• Task to carry out: Go through the entries below and count the lines where "required" occurs. Give nothing but that number.

• Entries supplied:
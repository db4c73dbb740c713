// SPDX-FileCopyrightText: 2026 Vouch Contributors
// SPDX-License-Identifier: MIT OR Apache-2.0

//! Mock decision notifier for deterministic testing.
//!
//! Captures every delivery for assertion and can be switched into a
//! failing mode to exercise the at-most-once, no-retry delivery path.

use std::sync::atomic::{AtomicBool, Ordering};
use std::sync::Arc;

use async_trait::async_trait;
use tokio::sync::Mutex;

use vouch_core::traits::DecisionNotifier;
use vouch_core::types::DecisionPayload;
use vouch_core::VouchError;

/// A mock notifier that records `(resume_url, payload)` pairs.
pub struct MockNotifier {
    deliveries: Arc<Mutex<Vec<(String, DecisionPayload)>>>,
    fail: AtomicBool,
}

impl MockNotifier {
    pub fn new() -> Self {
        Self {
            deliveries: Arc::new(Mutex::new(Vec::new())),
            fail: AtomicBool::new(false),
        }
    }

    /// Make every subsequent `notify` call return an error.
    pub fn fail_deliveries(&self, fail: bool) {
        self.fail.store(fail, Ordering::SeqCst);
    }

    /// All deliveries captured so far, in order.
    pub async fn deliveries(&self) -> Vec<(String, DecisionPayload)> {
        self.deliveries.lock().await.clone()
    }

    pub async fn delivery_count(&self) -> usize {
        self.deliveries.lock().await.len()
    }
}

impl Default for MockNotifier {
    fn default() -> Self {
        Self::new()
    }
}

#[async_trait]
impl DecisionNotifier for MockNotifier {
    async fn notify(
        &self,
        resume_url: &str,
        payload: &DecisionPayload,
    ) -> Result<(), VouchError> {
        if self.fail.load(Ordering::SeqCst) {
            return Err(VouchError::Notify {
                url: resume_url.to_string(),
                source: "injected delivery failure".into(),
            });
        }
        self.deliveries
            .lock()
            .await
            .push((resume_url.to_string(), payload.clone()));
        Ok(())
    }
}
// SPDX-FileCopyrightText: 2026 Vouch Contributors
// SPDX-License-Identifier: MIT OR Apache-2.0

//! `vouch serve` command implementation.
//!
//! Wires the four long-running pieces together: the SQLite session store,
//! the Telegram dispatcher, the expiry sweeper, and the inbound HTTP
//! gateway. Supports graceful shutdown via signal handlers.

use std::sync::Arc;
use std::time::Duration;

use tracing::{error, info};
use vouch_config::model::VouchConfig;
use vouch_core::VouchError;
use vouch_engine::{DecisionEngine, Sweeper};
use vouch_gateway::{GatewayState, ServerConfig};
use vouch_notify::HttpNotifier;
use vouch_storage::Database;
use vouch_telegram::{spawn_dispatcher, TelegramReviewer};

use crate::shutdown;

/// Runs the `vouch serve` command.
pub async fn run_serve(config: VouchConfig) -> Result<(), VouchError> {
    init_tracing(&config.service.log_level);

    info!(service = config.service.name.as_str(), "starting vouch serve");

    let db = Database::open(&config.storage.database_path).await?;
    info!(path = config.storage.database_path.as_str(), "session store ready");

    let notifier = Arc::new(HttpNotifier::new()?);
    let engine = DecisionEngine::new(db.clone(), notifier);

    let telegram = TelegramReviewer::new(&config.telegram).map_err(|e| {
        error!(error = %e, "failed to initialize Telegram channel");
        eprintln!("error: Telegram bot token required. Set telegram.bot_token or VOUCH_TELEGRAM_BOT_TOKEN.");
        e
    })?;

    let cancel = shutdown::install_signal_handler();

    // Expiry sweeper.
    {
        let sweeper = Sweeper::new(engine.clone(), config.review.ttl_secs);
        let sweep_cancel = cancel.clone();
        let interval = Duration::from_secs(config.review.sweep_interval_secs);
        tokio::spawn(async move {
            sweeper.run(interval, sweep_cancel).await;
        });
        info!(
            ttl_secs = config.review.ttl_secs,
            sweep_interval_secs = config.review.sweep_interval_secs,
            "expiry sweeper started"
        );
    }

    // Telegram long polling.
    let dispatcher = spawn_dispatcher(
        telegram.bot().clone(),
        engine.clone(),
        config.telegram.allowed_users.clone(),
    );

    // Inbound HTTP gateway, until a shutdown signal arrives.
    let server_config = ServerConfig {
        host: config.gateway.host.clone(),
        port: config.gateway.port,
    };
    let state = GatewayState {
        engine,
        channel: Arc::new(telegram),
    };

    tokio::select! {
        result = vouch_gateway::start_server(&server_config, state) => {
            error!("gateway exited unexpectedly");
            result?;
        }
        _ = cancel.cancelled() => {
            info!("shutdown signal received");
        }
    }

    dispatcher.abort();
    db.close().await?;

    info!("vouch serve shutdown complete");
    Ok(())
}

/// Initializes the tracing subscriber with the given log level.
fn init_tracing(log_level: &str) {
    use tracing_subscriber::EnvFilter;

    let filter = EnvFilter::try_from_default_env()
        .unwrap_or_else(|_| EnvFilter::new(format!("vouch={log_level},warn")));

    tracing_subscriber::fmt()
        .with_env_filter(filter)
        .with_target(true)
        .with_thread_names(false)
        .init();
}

* * *

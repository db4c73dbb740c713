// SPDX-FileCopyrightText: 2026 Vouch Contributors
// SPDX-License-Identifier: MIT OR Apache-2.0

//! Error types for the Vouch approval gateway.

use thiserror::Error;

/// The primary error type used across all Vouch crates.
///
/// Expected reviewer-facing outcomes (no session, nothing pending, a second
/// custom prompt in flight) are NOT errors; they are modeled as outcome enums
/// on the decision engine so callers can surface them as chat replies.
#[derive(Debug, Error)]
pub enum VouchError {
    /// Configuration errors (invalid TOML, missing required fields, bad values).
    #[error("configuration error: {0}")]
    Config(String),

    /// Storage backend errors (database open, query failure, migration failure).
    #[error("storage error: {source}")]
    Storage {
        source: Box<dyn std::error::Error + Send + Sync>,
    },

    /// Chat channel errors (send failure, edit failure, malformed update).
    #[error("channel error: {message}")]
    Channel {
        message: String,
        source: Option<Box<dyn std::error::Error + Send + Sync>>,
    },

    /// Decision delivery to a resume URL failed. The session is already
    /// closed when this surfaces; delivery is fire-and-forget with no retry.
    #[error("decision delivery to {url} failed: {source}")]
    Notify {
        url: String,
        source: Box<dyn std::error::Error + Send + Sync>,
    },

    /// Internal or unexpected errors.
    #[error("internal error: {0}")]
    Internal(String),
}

==

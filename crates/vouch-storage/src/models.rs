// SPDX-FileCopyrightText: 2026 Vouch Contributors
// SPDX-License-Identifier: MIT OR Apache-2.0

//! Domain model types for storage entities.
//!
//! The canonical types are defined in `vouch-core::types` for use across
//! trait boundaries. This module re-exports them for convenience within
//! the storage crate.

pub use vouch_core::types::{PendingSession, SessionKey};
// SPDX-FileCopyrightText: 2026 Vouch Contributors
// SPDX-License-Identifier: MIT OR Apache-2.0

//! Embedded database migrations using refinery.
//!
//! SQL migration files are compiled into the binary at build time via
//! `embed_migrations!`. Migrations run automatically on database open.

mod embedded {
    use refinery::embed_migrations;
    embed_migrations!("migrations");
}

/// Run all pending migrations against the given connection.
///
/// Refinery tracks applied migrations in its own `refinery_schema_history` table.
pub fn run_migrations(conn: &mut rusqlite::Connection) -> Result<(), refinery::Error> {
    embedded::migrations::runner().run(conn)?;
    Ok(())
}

• Solution: 2